En Rishikesh entré a un pequeño establecimiento que en Ciudad de México sería muy parecido a los tendajones o tienditas de abarrotes. No recuerdo de qué platicó el vendedor, que amable me puso una silla. Pero repentinamente brinqué del asiento cuando se atravesó un ratón. Con una sonrisa pícara, para ahuyentar al animalillo él tomó una escobilla hecha con un pasto llamado Kusha Grass –que simboliza la felicidad y sobre el que meditaba Buda– que los indios usan para limpiar sus casas.

Ganesh, una de las deidades más queridas tanto en India como por los seguidores de la yoga y el hinduismo a nivel global, se representa con cabeza de elefante y acompañado de un ratoncito. Figuras de Ganesh suelen colocarse a la entrada de los templos y de las casas porque es quien libra de los obstáculos, y el ratoncito es, en el caso, una versión primitiva de la mente que es usada por el dios para aquietar los pensamientos de la gente, cuando van de un lugar a otro y vuelven de manera recurrente.

Difícil concebir en el lado occidental de la tierra que existe un sitio donde habitan unas 20 mil ratas, a las que se considera sagradas.
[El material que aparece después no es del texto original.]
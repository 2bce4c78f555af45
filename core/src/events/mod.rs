// Server-sent events
//
// Decoding of the monitoring server's notification stream.

mod feed;
mod sse;

pub use feed::{FeedEvent, NotificationFeed, EVENTS_PATH};
pub use sse::{SseFrame, SseParser};
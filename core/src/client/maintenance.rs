use super::ApiClient;
use crate::model::MaintenanceInfo;
use crate::{BeltwatchError, Result};
use tracing::warn;

/// `/maintenance`: availability probes
pub struct MaintenanceService<'a> {
    client: &'a ApiClient,
}

/// Result of a combined server and database probe
#[derive(Debug)]
pub enum HealthReport {
    Healthy,
    ServerUnavailable(BeltwatchError),
    DatabaseUnavailable(BeltwatchError),
}

impl HealthReport {
    pub fn is_healthy(&self) -> bool {
        matches!(self, HealthReport::Healthy)
    }
}

impl<'a> MaintenanceService<'a> {
    pub(crate) fn new(client: &'a ApiClient) -> Self {
        Self { client }
    }

    pub async fn check_server(&self) -> Result<MaintenanceInfo> {
        self.client.get_json("/maintenance/check_server").await
    }

    pub async fn check_database(&self) -> Result<MaintenanceInfo> {
        self.client.get_json("/maintenance/check_database").await
    }

    /// Probe the server, then the database. The database is only checked
    /// when the server answered.
    pub async fn health(&self) -> HealthReport {
        if let Err(e) = self.check_server().await {
            warn!(target: "client", error = %e, "Server unavailable");
            return HealthReport::ServerUnavailable(e);
        }
        match self.check_database().await {
            Ok(_) => HealthReport::Healthy,
            Err(e) => {
                warn!(target: "client", error = %e, "Database unavailable");
                HealthReport::DatabaseUnavailable(e)
            }
        }
    }
}
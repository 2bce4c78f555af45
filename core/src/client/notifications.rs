use super::ApiClient;
use crate::model::NotificationReceipt;
use crate::Result;
use reqwest::Method;

/// `/notification`: push a message out through the server's channels
pub struct NotificationService<'a> {
    client: &'a ApiClient,
}

impl<'a> NotificationService<'a> {
    pub(crate) fn new(client: &'a ApiClient) -> Self {
        Self { client }
    }

    pub async fn telegram(&self, message: &str) -> Result<NotificationReceipt> {
        let builder = self
            .client
            .request(Method::POST, "/notification/with_telegram")
            .query(&[("message", message)]);
        self.client.send_json(builder).await
    }

    pub async fn gmail(&self, subject: &str, text: &str) -> Result<NotificationReceipt> {
        let builder = self
            .client
            .request(Method::POST, "/notification/with_gmail")
            .query(&[("subject", subject), ("text", text)]);
        self.client.send_json(builder).await
    }
}
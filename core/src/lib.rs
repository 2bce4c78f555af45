// Beltwatch Core Library
// Client side of the conveyor belt monitoring dashboard

pub mod client;
pub mod config;
pub mod events;
pub mod infographics;
pub mod model;
pub mod session;

// Export core types
pub use client::{
    fetch_infographics_inputs, ApiClient, DefectFilter, HealthReport, InfographicsInputs,
    InfographicsSource,
};
pub use config::ClientConfig;
pub use events::{FeedEvent, NotificationFeed, SseFrame, SseParser};
pub use infographics::{
    compute_grid, AxisLabels, BeltDimensions, BeltGrid, Cell, CellSummary, InfographicsView,
    ZoomLevel,
};
pub use model::{ConveyorParameters, Criticality, Defect, Notification};
pub use session::Session;

// Error types
use thiserror::Error;

#[derive(Error, Debug)]
pub enum BeltwatchError {
    #[error("HTTP error: {0}")]
    HttpError(#[from] reqwest::Error),

    #[error("API error ({status}): {detail}")]
    ApiError { status: u16, detail: String },

    #[error("Unauthorized: {0}")]
    Unauthorized(String),

    #[error("Invalid zoom level: {0}")]
    InvalidZoom(u32),

    #[error("Config error: {0}")]
    ConfigError(String),

    #[error("Event stream error: {0}")]
    StreamError(String),

    #[error("IO error: {0}")]
    IoError(#[from] std::io::Error),

    #[error("Serialization error: {0}")]
    SerializationError(#[from] serde_json::Error),
}

pub type Result<T> = std::result::Result<T, BeltwatchError>;
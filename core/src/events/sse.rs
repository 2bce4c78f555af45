// Incremental text/event-stream decoder
//
// Bytes arrive in arbitrary chunks; frames end at a blank line.

/// One dispatched server-sent event
#[derive(Debug, Clone, Default, PartialEq, Eq)]
pub struct SseFrame {
    pub event: Option<String>,
    pub id: Option<String>,
    pub retry: Option<u64>,
    /// `data:` lines joined with `\n`
    pub data: String,
}

#[derive(Debug, Default)]
pub struct SseParser {
    buffer: Vec<u8>,
    event: Option<String>,
    id: Option<String>,
    retry: Option<u64>,
    data: Vec<String>,
}

impl SseParser {
    pub fn new() -> Self {
        Self::default()
    }

    /// Consume a chunk and return every frame it completed
    pub fn feed(&mut self, chunk: &[u8]) -> Vec<SseFrame> {
        self.buffer.extend_from_slice(chunk);
        let mut frames = Vec::new();

        while let Some(pos) = self.buffer.iter().position(|&b| b == b'\n') {
            let line: Vec<u8> = self.buffer.drain(..=pos).collect();
            let line = String::from_utf8_lossy(&line[..line.len() - 1]);
            let line = line.strip_suffix('\r').unwrap_or(&line);
            if let Some(frame) = self.process_line(line) {
                frames.push(frame);
            }
        }
        frames
    }

    fn process_line(&mut self, line: &str) -> Option<SseFrame> {
        if line.is_empty() {
            return self.dispatch();
        }
        if line.starts_with(':') {
            return None;
        }

        let (field, value) = match line.split_once(':') {
            Some((field, value)) => (field, value.strip_prefix(' ').unwrap_or(value)),
            None => (line, ""),
        };
        match field {
            "data" => self.data.push(value.to_string()),
            "event" => self.event = Some(value.to_string()),
            "id" => self.id = Some(value.to_string()),
            "retry" => self.retry = value.parse().ok(),
            _ => {}
        }
        None
    }

    /// A blank line ends the frame; frames without data are dropped
    fn dispatch(&mut self) -> Option<SseFrame> {
        let event = self.event.take();
        let id = self.id.take();
        let retry = self.retry.take();
        if self.data.is_empty() {
            return None;
        }
        Some(SseFrame {
            event,
            id,
            retry,
            data: std::mem::take(&mut self.data).join("\n"),
        })
    }
}

#[cfg(test)]
mod tests {
    use super::*;

    #[test]
    fn parses_single_frame() {
        let mut parser = SseParser::new();
        let frames = parser.feed(b"data: {\"title\":\"t\",\"text\":\"x\"}\n\n");
        assert_eq!(frames.len(), 1);
        assert_eq!(frames[0].data, r#"{"title":"t","text":"x"}"#);
        assert_eq!(frames[0].event, None);
    }

    #[test]
    fn frames_split_across_chunks() {
        let mut parser = SseParser::new();
        assert!(parser.feed(b"event: defect\r\nda").is_empty());
        assert!(parser.feed(b"ta: first\n").is_empty());
        let frames = parser.feed(b"data: second\n\ndata: third\n");
        assert_eq!(frames.len(), 1);
        assert_eq!(frames[0].event.as_deref(), Some("defect"));
        assert_eq!(frames[0].data, "first\nsecond");

        let frames = parser.feed(b"\n");
        assert_eq!(frames[0].data, "third");
        assert_eq!(frames[0].event, None);
    }

    #[test]
    fn comments_and_empty_frames_are_skipped() {
        let mut parser = SseParser::new();
        let frames = parser.feed(b": keep-alive\n\nid: 4\nretry: 3000\n\ndata\n\n");
        assert_eq!(frames.len(), 1);
        assert_eq!(frames[0].data, "");
        assert_eq!(frames[0].id, None);
    }

    #[test]
    fn id_and_retry_are_attached() {
        let mut parser = SseParser::new();
        let frames = parser.feed(b"id: 7\nretry: 1500\ndata:no-space\n\n");
        assert_eq!(frames[0].id.as_deref(), Some("7"));
        assert_eq!(frames[0].retry, Some(1500));
        assert_eq!(frames[0].data, "no-space");
    }
}
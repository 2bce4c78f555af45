//! Belt Profile Infographics
//!
//! Buckets defect positions into a discretised top-down view of the belt
//! surface. The grid always has [`ROWS`] rows across the belt width; the
//! column count along the belt length is the user's zoom level.
//!
//! - `grid`: cell model and the pure [`compute_grid`] transform
//! - `labels`: axis label density and values
//! - `summary`: tooltip content for a cell
//! - `view`: gated recomputation for a hosting UI

mod grid;
mod labels;
mod summary;
mod view;

pub use grid::{compute_grid, BeltGrid, Cell};
pub use labels::{x_label_stride, AxisLabels, AXIS_CAPTION, Y_LABEL_STRIDE};
pub use summary::CellSummary;
pub use view::InfographicsView;

use crate::model::ConveyorParameters;
use crate::{BeltwatchError, Result};

/// Fixed number of rows across the belt width
pub const ROWS: usize = 10;

/// Column counts selectable by the zoom control
pub const ZOOM_LEVELS: [u32; 14] = [
    10, 20, 30, 40, 50, 100, 150, 200, 250, 300, 350, 400, 450, 500,
];

pub const DEFAULT_ZOOM: u32 = 50;

const MM_PER_KM: f64 = 1_000_000.0;
const MM_PER_M: f64 = 1_000.0;

/// Column count along the belt, restricted to [`ZOOM_LEVELS`]
#[derive(Debug, Clone, Copy, PartialEq, Eq, Hash, PartialOrd, Ord)]
pub struct ZoomLevel(u32);

impl ZoomLevel {
    pub fn cols(&self) -> usize {
        self.0 as usize
    }

    pub fn value(&self) -> u32 {
        self.0
    }

    /// Snap an arbitrary slider position to the closest selectable level.
    /// Ties resolve towards the coarser level.
    pub fn snap(value: u32) -> Self {
        let nearest = ZOOM_LEVELS
            .iter()
            .copied()
            .min_by_key(|level| level.abs_diff(value))
            .unwrap_or(DEFAULT_ZOOM);
        Self(nearest)
    }

    pub fn all() -> impl Iterator<Item = ZoomLevel> {
        ZOOM_LEVELS.iter().map(|&v| ZoomLevel(v))
    }
}

impl Default for ZoomLevel {
    fn default() -> Self {
        Self(DEFAULT_ZOOM)
    }
}

impl TryFrom<u32> for ZoomLevel {
    type Error = BeltwatchError;

    fn try_from(value: u32) -> Result<Self> {
        if ZOOM_LEVELS.contains(&value) {
            Ok(Self(value))
        } else {
            Err(BeltwatchError::InvalidZoom(value))
        }
    }
}

impl std::fmt::Display for ZoomLevel {
    fn fmt(&self, f: &mut std::fmt::Formatter<'_>) -> std::fmt::Result {
        write!(f, "{}", self.0)
    }
}

/// Belt size in display units: length in kilometres, width in metres.
///
/// Thickness is kept in millimetres and only gates readiness; it plays no
/// part in the cell geometry.
#[derive(Debug, Clone, Copy, PartialEq, Default)]
pub struct BeltDimensions {
    pub length_km: f64,
    pub width_m: f64,
    pub thickness_mm: f64,
}

impl BeltDimensions {
    pub fn new(length_km: f64, width_m: f64, thickness_mm: f64) -> Self {
        Self {
            length_km,
            width_m,
            thickness_mm,
        }
    }

    /// Convert server parameters (millimetres) into display units
    pub fn from_parameters(params: &ConveyorParameters) -> Self {
        Self {
            length_km: params.belt_length as f64 / MM_PER_KM,
            width_m: params.belt_width as f64 / MM_PER_M,
            thickness_mm: params.belt_thickness as f64,
        }
    }

    /// True once every dimension is a strictly positive, finite number.
    /// Default (zeroed) dimensions mean the parameters have not loaded yet.
    pub fn is_ready(&self) -> bool {
        [self.length_km, self.width_m, self.thickness_mm]
            .iter()
            .all(|v| v.is_finite() && *v > 0.0)
    }
}
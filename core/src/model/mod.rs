//! Wire Types
//!
//! Mirrors of the monitoring server's JSON responses. Field names follow the
//! server so that serde needs no renaming beyond the reserved `type` key.

mod conveyor;
mod defect;
mod logs;

pub use conveyor::{ConveyorParameters, ConveyorStatus, NewConveyorParameters};
pub use defect::{format_timestamp, Criticality, Defect, DefectCount, DefectTypes};
pub use logs::{LogRecord, LogsRemoved};

use serde::{Deserialize, Serialize};

/// Generic `{"info": ...}` payload returned by every service root
#[derive(Debug, Clone, PartialEq, Eq, Serialize, Deserialize)]
pub struct ServiceInfo {
    pub info: String,
}

/// Result of a maintenance probe (`check_server`, `check_database`)
#[derive(Debug, Clone, PartialEq, Eq, Serialize, Deserialize)]
pub struct MaintenanceInfo {
    pub maintenance_info: String,
}

impl MaintenanceInfo {
    pub fn is_ok(&self) -> bool {
        self.maintenance_info == "OK"
    }
}

/// OAuth2 password-flow token response
#[derive(Debug, Clone, PartialEq, Eq, Serialize, Deserialize)]
pub struct TokenResponse {
    pub access_token: String,
    pub token_type: String,
}

/// Payload of one server-sent notification frame
#[derive(Debug, Clone, PartialEq, Eq, Serialize, Deserialize)]
pub struct Notification {
    pub title: String,
    pub text: String,
}

/// Echo of an outbound Telegram or Gmail notification
#[derive(Debug, Clone, PartialEq, Eq, Serialize, Deserialize)]
pub struct NotificationReceipt {
    pub notification_method: String,
    #[serde(default, alias = "to_user")]
    pub to: Option<String>,
    #[serde(default)]
    pub subject: Option<String>,
    #[serde(default, alias = "sent_text")]
    pub sent_message: Option<String>,
    #[serde(default)]
    pub attached_file: Option<String>,
}

/// Report document flavour, used as the last path segment
#[derive(Debug, Clone, Copy, PartialEq, Eq, Default, Serialize, Deserialize)]
#[serde(rename_all = "lowercase")]
pub enum ReportFormat {
    #[default]
    Pdf,
    Csv,
}

impl ReportFormat {
    pub fn as_str(&self) -> &'static str {
        match self {
            ReportFormat::Pdf => "pdf",
            ReportFormat::Csv => "csv",
        }
    }
}

/// Server timestamps are naive; accept an offset too and normalise to UTC.
pub(crate) mod timestamp {
    use chrono::{DateTime, NaiveDateTime};
    use serde::{de, Deserialize, Deserializer, Serializer};

    const FORMAT: &str = "%Y-%m-%dT%H:%M:%S%.f";

    pub fn serialize<S: Serializer>(value: &NaiveDateTime, s: S) -> Result<S::Ok, S::Error> {
        s.collect_str(&value.format(FORMAT))
    }

    pub fn deserialize<'de, D: Deserializer<'de>>(d: D) -> Result<NaiveDateTime, D::Error> {
        let raw = String::deserialize(d)?;
        parse(&raw).map_err(de::Error::custom)
    }

    pub fn parse(raw: &str) -> Result<NaiveDateTime, String> {
        if let Ok(dt) = DateTime::parse_from_rfc3339(raw) {
            return Ok(dt.naive_utc());
        }
        NaiveDateTime::parse_from_str(raw, FORMAT)
            .map_err(|e| format!("invalid timestamp {raw:?}: {e}"))
    }
}

#[cfg(test)]
mod tests {
    use super::*;

    #[test]
    fn timestamp_accepts_naive_and_offset_forms() {
        let naive = timestamp::parse("2024-03-05T10:15:30.250").unwrap();
        let offset = timestamp::parse("2024-03-05T12:15:30.250+02:00").unwrap();
        assert_eq!(naive, offset);
        assert!(timestamp::parse("yesterday").is_err());
    }

    #[test]
    fn report_format_path_segment() {
        assert_eq!(ReportFormat::default().as_str(), "pdf");
        assert_eq!(ReportFormat::Csv.as_str(), "csv");
    }
}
Es el templo de Karni Mata, considerado uno de los más curiosos del mundo, ubicado en la ciudad de Deshnoke, en Rajastán, una región del desierto con reyes que aún habitan sus palacios sin tener suficiente dinero para mantenerlos. En Internet se pueden encontrar decenas de fotografías en que aparecen niños juagando con los roedores o alimentándolos. Según la tradición, la diosa Karni Mata –reencarnación de la diosa hindú Durga (diosa del poder y de la victoria)— pidió a Yama, dios de la muerte, que le devolviera la vida a uno de sus hijos. Tras serle negada la petición, Karni Mata hizo que todos sus descendientes reencarnaran en ratas al morir y así dejó a Yama sin sus almas humanas a modo de venganza. Las ratas de color blanco gozan de mayor prestigio, pues se les considera encarnaciones de la diosa Karni Mata y sus hijos.   

Decía que me encontraba en la estación del tren de Pathankot, en Punjab (“lugar de los cinco ríos”, en que se encuentra el impresionante Templo Dorado de los Sikhs). Una estación vieja, inglesa y congelada en el tiempo, como en una película. Uno de los retos que sabía que debía afrontar en mi viaje a la India sería el de las ratas, a las que me podría encontrar, según me advirtieron, hasta en el cuarto de un hotel. Mientras mi primo Phillip me ofrecía un chai quedé como hipnotizado cuando descubrí que decenas de ratas, centenares más bien, se paseaban por las vías. No pude despegar mi mirada del espectáculo, atónito: las ratas salían de sus guaridas, sigilosas, tras el paso por el andén de algún ferrocarril; poco a poco, con tiento. Meneaban sus cabezas como explorando el territorio, se multiplicaban cada vez, sin miedo alguno, descaradas. Solo cuando llegaba otro tren desaparecían apresuradamente. Y así, una y otra vez. Ese día de octubre de 2012, curé al menos parcialmente mi fobia a las ratas, tal vez por sobredosis.

Al pernoctar en el vagón del tren con rumbo a los Himalayas, Andrea, una acompañante argentina, vio correr por el pasillo un pequeño ratón. ¡Era un Mickey!, dijo tiernamente asustada. Fue la manera que encontramos a partir de ese momento de sobrellevar nuestro choque cultural.